Quelques mois avant la catastrophe du Rio-Paris d’Air France, la compagnie Air Caraïbes a connu deux incidents liés aux sondes Pitot et a prévenu les autorités.

Après un mois d’audience au procès du crash du Rio-Paris AF447 qui avait fait 228 victimes en juin 2009, un nouvel éclairage sur le contexte du drame est intervenu lors du témoignage de François Hersen, président et dirigeant responsable d’Air Caraïbes Atlantique. Cette compagnie française, qui exploite les mêmes Airbus A330-200 qu’Air France, Corsair, XL Airways (et que l’armée de l’air avec l’avion présidentiel), a connu en 2008 deux incidents comparables de givrage des trois sondes Pitot.

« Plus qu’un incident, nous l’avons considéré comme un quasi-accident », explique le témoin. Il fait référence au 28 août 2008, quand « l’équipage a vécu deux minutes sans indication de vitesse qui lui ont paru une éternité ». Le commandant de bord, qui était en formation, et son instructeur ont alors appliqué la procédure enseignée aux élèves pilotes dès les premières heures de vol, à savoir maintien de l’assiette (à cabrer légèrement ) et affichage de la puissance de montée (climb). François Hersen avait été averti en pleine nuit de l’incident grave et avait débriefé les pilotes dès leur arrivée à Orly.

L’autorité de tutelle – la Direction de la sécurité de l’aviation civile (DSAC) – a été prévenue, ainsi qu’Airbus. Les autres équipages d’Air Caraïbes ont immédiatement été informés et consigne leur a été donnée d’être vigilants en cette fin d’été où les orages sont fréquents sur la route des Antilles. Une note a aussi été distribuée aux pilotes, mais, « dans des petites compagnies, les gens se connaissent, souligne le témoin. Le matin, je croise des équipages qui arrivent, d’autres qui partent, c’est facile de communiquer ». « En gros, questionne Me Alain Jakubowicz, avocat pour les parties civiles, il vaut bien mieux voler sur une petite compagnie ? » « On ne peut pas répondre à une question comme ça, ce sont deux mondes différents », estime François Hersen.

L’information circule trop lentement

Quelques jours plus tard, un autre équipage connaît un incident semblable, mais moins grave. Le 10 septembre, Air Caraïbes adresse alors un courrier sur ce sujet et la défaillance des sondes Pitot à la Direction générale de l’aviation civile (DGAC) pour qu’elle en avertisse l’Agence européenne de la sécurité aérienne (EASA), responsable de ces questions. Le courrier est bien transmis à Cologne, mais seulement un mois plus tard. Quant à la réponse de L’EASA sur la nécessité de changer les sondes Pitot, elle arrive le 30 mars 2009.
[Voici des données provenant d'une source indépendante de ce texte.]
use std::f64::consts::TAU;

/// Angles of a rotation animation.
///
/// `speed` full turns per second at `frame_rate` frames per second, played
/// for `rotations` turns. The angle steps by
/// `2π / (frame_rate / speed)` from 0 (included) up to
/// `rotations * 2π` (excluded).
///
/// # Example
/// ```
/// use aa_render::sequence::RotationPlan;
/// let plan = RotationPlan { speed: 1.0, frame_rate: 4, rotations: 1 };
/// let angles = plan.angles();
/// assert_eq!(angles.len(), 4);
/// assert!((angles[1] - std::f32::consts::FRAC_PI_2).abs() < 1e-6);
/// ```
#[derive(Clone, Copy, Debug, PartialEq)]
pub struct RotationPlan {
    /// Rotations per second. 0 means no animation.
    pub speed: f32,
    /// Frames per second.
    pub frame_rate: u32,
    /// Full turns to play.
    pub rotations: u32,
}

impl RotationPlan {
    /// `true` when the plan has at least one frame to play.
    #[must_use]
    pub fn is_animated(&self) -> bool {
        self.speed > 0.0 && self.speed.is_finite() && self.frame_rate > 0 && self.rotations > 0
    }

    /// Frames per full turn.
    #[must_use]
    pub fn iterations_per_rotation(&self) -> f64 {
        f64::from(self.frame_rate) / f64::from(self.speed)
    }

    /// Angle increment between two frames, in radians.
    #[must_use]
    pub fn angle_step(&self) -> f64 {
        TAU / self.iterations_per_rotation()
    }

    /// Every angle of the animation, in order.
    ///
    /// Empty when not animated. The final upright frame is not included.
    #[must_use]
    pub fn angles(&self) -> Vec<f32> {
        if !self.is_animated() {
            return Vec::new();
        }
        let step = self.angle_step();
        let frames = f64::from(self.rotations) * self.iterations_per_rotation();
        let count = (frames - 1e-9).ceil() as usize;
        (0..count).map(|i| (i as f64 * step) as f32).collect()
    }
}

#[cfg(test)]
mod tests {
    use super::*;

    #[test]
    fn zero_speed_is_static() {
        let plan = RotationPlan {
            speed: 0.0,
            frame_rate: 30,
            rotations: 1,
        };
        assert!(!plan.is_animated());
        assert!(plan.angles().is_empty());
    }

    #[test]
    fn half_speed_doubles_frames_per_turn() {
        let plan = RotationPlan {
            speed: 0.5,
            frame_rate: 30,
            rotations: 2,
        };
        assert!((plan.iterations_per_rotation() - 60.0).abs() < 1e-9);
        let angles = plan.angles();
        assert_eq!(angles.len(), 120);
        assert!(angles[0].abs() < f32::EPSILON);
        assert!(angles.windows(2).all(|w| w[1] > w[0]));
        assert!(f64::from(*angles.last().unwrap()) < 2.0 * TAU);
    }

    #[test]
    fn fractional_iterations_round_up() {
        let plan = RotationPlan {
            speed: 3.0,
            frame_rate: 10,
            rotations: 1,
        };
        // 10 / 3 frames per turn: angles 0, 0.3τ, 0.6τ, 0.9τ.
        assert_eq!(plan.angles().len(), 4);
    }
}
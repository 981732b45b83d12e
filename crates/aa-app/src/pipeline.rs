use std::io::Write;

use aa_ascii::renderer::{RenderOptions, render_frame};
use aa_core::config::Config;
use aa_core::coverage::CoverageTable;
use aa_core::error::CoreError;
use aa_core::frame::PixelBuffer;
use aa_core::palette::{LuminanceLut, Palette};
use aa_render::display::{Display, RedrawMode};
use aa_render::file::write_frame;
use aa_render::pacing::FrameClock;
use aa_render::rotate::rotate_into;
use aa_render::sequence::RotationPlan;
use aa_source::image::resolve_input_path;
use aa_source::resize::load_resized;
use anyhow::Result;

/// Summary of a pipeline run.
#[derive(Clone, Copy, Debug, Default, PartialEq)]
pub struct RunReport {
    /// Frames sent to the terminal, final upright frame included.
    pub frames_displayed: usize,
    /// Mean render + display time of the rotation frames, if any ran.
    pub average_frame_ms: Option<f64>,
    /// The plain frame was written to the output file.
    pub file_written: bool,
}

/// Palette for this run: explicit glyphs, or a selection from the
/// coverage table; reversed when inversion is requested.
///
/// # Errors
/// Coverage table and argument errors.
pub fn build_palette(config: &Config) -> Result<Palette, CoreError> {
    let palette = match &config.palette_chars {
        Some(chars) => Palette::from_chars(chars)?,
        None => {
            let table = CoverageTable::load(&config.coverage_table)?;
            Palette::select(&table, config.palette_size)?
        }
    };
    log::info!("selected ascii character palette: {palette}");

    Ok(if config.invert {
        palette.inverted()
    } else {
        palette
    })
}

/// Run the full pipeline with terminal output on stdout.
///
/// # Errors
/// The first error met: configuration, palette, image, render or output.
pub fn run(config: &Config) -> Result<RunReport> {
    let stdout = std::io::stdout();
    let mut out = stdout.lock();
    run_with(config, &mut out)
}

/// Run the full pipeline, writing terminal output to `out`.
///
/// Loads the palette and the resized image, plays the rotation animation
/// when requested, then renders one upright frame to every active sink.
///
/// # Errors
/// The first error met: configuration, palette, image, render or output.
pub fn run_with<W: Write>(config: &Config, out: &mut W) -> Result<RunReport> {
    config.validate()?;

    let palette = build_palette(config)?;
    let lut = LuminanceLut::new(&palette);

    let input = resolve_input_path(&config.input);
    let buffer = load_resized(&input, config.width, config.aspect_ratio)?;

    let mode = if config.incremental {
        RedrawMode::Incremental
    } else {
        RedrawMode::Full
    };
    let mut display = Display::new(mode);
    let mut report = RunReport::default();

    let plan = RotationPlan {
        speed: config.rotate_speed,
        frame_rate: config.frame_rate,
        rotations: config.rotations,
    };
    if plan.is_animated() {
        if config.terminal {
            let opts = RenderOptions {
                terminal: true,
                file: false,
                color: config.color,
            };
            let clock = play_rotation(&buffer, &lut, opts, &plan, &mut display, out)?;
            report.frames_displayed += clock.frames() as usize;
            report.average_frame_ms = Some(clock.average_ms());
        } else {
            log::warn!("La rotation requiert --terminal, rendu unique");
        }
    }

    let opts = RenderOptions {
        terminal: config.terminal,
        file: config.file_output,
        color: config.color,
    };
    let rendered = render_frame(&buffer, &lut, opts)?;

    if let Some(frame) = &rendered.terminal {
        display.present(out, frame)?;
        display.park_cursor(out)?;
        report.frames_displayed += 1;
    }
    if let Some(avg) = report.average_frame_ms {
        writeln!(out, "Temps moyen par frame : {avg:.2} ms")
            .map_err(|e| CoreError::output("terminal", e))?;
    }
    if let Some(frame) = &rendered.file {
        write_frame(&config.output, frame)?;
        report.file_written = true;
    }

    Ok(report)
}

/// Play every angle of `plan` on the display, paced to its frame rate.
///
/// Returns the clock holding the measured frame times.
///
/// # Errors
/// Allocation, render and terminal write errors.
pub fn play_rotation<W: Write>(
    source: &PixelBuffer,
    lut: &LuminanceLut,
    opts: RenderOptions,
    plan: &RotationPlan,
    display: &mut Display,
    out: &mut W,
) -> Result<FrameClock, CoreError> {
    let mut clock = FrameClock::new(plan.frame_rate);
    let mut rotated = PixelBuffer::new(source.width, source.height, source.channels)?;

    for theta in plan.angles() {
        clock.begin();
        rotate_into(source, theta, &mut rotated)?;
        let rendered = render_frame(&rotated, lut, opts)?;
        if let Some(frame) = &rendered.terminal {
            display.present(out, frame)?;
        }
        clock.end_and_wait();
    }

    log::info!(
        "Temps moyen par frame : {:.2} ms sur {} frames",
        clock.average_ms(),
        clock.frames()
    );
    Ok(clock)
}

#[cfg(test)]
mod tests {
    use super::*;
    use image::{GrayImage, Luma, Rgb, RgbImage};
    use std::path::Path;

    fn write_table(dir: &Path) -> std::path::PathBuf {
        let path = dir.join("charsizes.txt");
        std::fs::write(&path, "@ 10000\no 5000\n. 0\n").unwrap();
        path
    }

    fn base_config(dir: &Path, input: &Path) -> Config {
        Config {
            input: input.to_path_buf(),
            width: 4,
            aspect_ratio: 0.5,
            palette_size: 3,
            coverage_table: write_table(dir),
            output: dir.join("out").join("art.txt"),
            ..Config::default()
        }
    }

    #[test]
    fn palette_from_table_then_inverted() {
        let dir = tempfile::tempdir().unwrap();
        let mut config = base_config(dir.path(), Path::new("unused.png"));
        assert_eq!(build_palette(&config).unwrap().to_string(), ".o@");
        config.invert = true;
        assert_eq!(build_palette(&config).unwrap().to_string(), "@o.");
    }

    #[test]
    fn explicit_chars_bypass_table() {
        let config = Config {
            palette_chars: Some("ab".into()),
            coverage_table: "does/not/exist.txt".into(),
            ..Config::default()
        };
        assert_eq!(build_palette(&config).unwrap().to_string(), "ab");
    }

    #[test]
    fn missing_table_fails() {
        let config = Config {
            coverage_table: "does/not/exist.txt".into(),
            ..Config::default()
        };
        assert!(matches!(
            build_palette(&config),
            Err(CoreError::CoverageTableIo { .. })
        ));
    }

    #[test]
    fn file_only_run_writes_plain_art() {
        let dir = tempfile::tempdir().unwrap();
        let img = dir.path().join("white.png");
        GrayImage::from_pixel(8, 8, Luma([255])).save(&img).unwrap();

        let config = base_config(dir.path(), &img);
        let mut out = Vec::new();
        let report = run_with(&config, &mut out).unwrap();

        assert!(report.file_written);
        assert_eq!(report.frames_displayed, 0);
        assert!(out.is_empty());
        // 4 columns, height 4 * 8/8 * 0.5 = 2
        let text = std::fs::read_to_string(&config.output).unwrap();
        assert_eq!(text, "@@@@\n@@@@\n");
    }

    #[test]
    fn terminal_run_emits_colored_frame() {
        let dir = tempfile::tempdir().unwrap();
        let img = dir.path().join("black.png");
        RgbImage::from_pixel(8, 8, Rgb([0, 0, 0])).save(&img).unwrap();

        let config = Config {
            terminal: true,
            file_output: false,
            ..base_config(dir.path(), &img)
        };
        let mut out = Vec::new();
        let report = run_with(&config, &mut out).unwrap();

        assert_eq!(report.frames_displayed, 1);
        assert!(!report.file_written);
        let text = String::from_utf8(out).unwrap();
        assert!(text.starts_with("\x1b[2J"));
        assert!(text.contains("\x1b[38;2;0;0;0m."));
        assert!(!config.output.exists());
    }

    #[test]
    fn rotation_plays_then_ends_upright() {
        let dir = tempfile::tempdir().unwrap();
        let img = dir.path().join("gray.png");
        GrayImage::from_pixel(8, 8, Luma([128])).save(&img).unwrap();

        let config = Config {
            terminal: true,
            rotate_speed: 250.0,
            frame_rate: 1000,
            ..base_config(dir.path(), &img)
        };
        let mut out = Vec::new();
        let report = run_with(&config, &mut out).unwrap();

        // 1000 / 250 = 4 rotated frames, plus the upright one
        assert_eq!(report.frames_displayed, 5);
        assert!(report.average_frame_ms.is_some());
        assert!(String::from_utf8(out).unwrap().contains("Temps moyen par frame"));
        assert!(report.file_written);
    }

    #[test]
    fn invalid_config_is_rejected_before_io() {
        let config = Config {
            width: 0,
            ..Config::default()
        };
        let err = run_with(&config, &mut Vec::new()).unwrap_err();
        assert!(matches!(
            err.downcast_ref::<CoreError>(),
            Some(CoreError::Argument(_))
        ));
    }
}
Cette lenteur dans la circulation de l’information, due à une bureaucratie paralysante, n’est pas étrangère à l’accident de l’AF447. Si les autorités de tutelle avaient été plus réactives, Air France aurait pu changer ses sondes plus tôt. La compagnie aurait pu ajouter à ses programmes de formation sur simulateur des entraînements à la perte d’information de vitesse et la conduite à tenir en cas de décrochage. Le drame aurait ainsi pu être évité.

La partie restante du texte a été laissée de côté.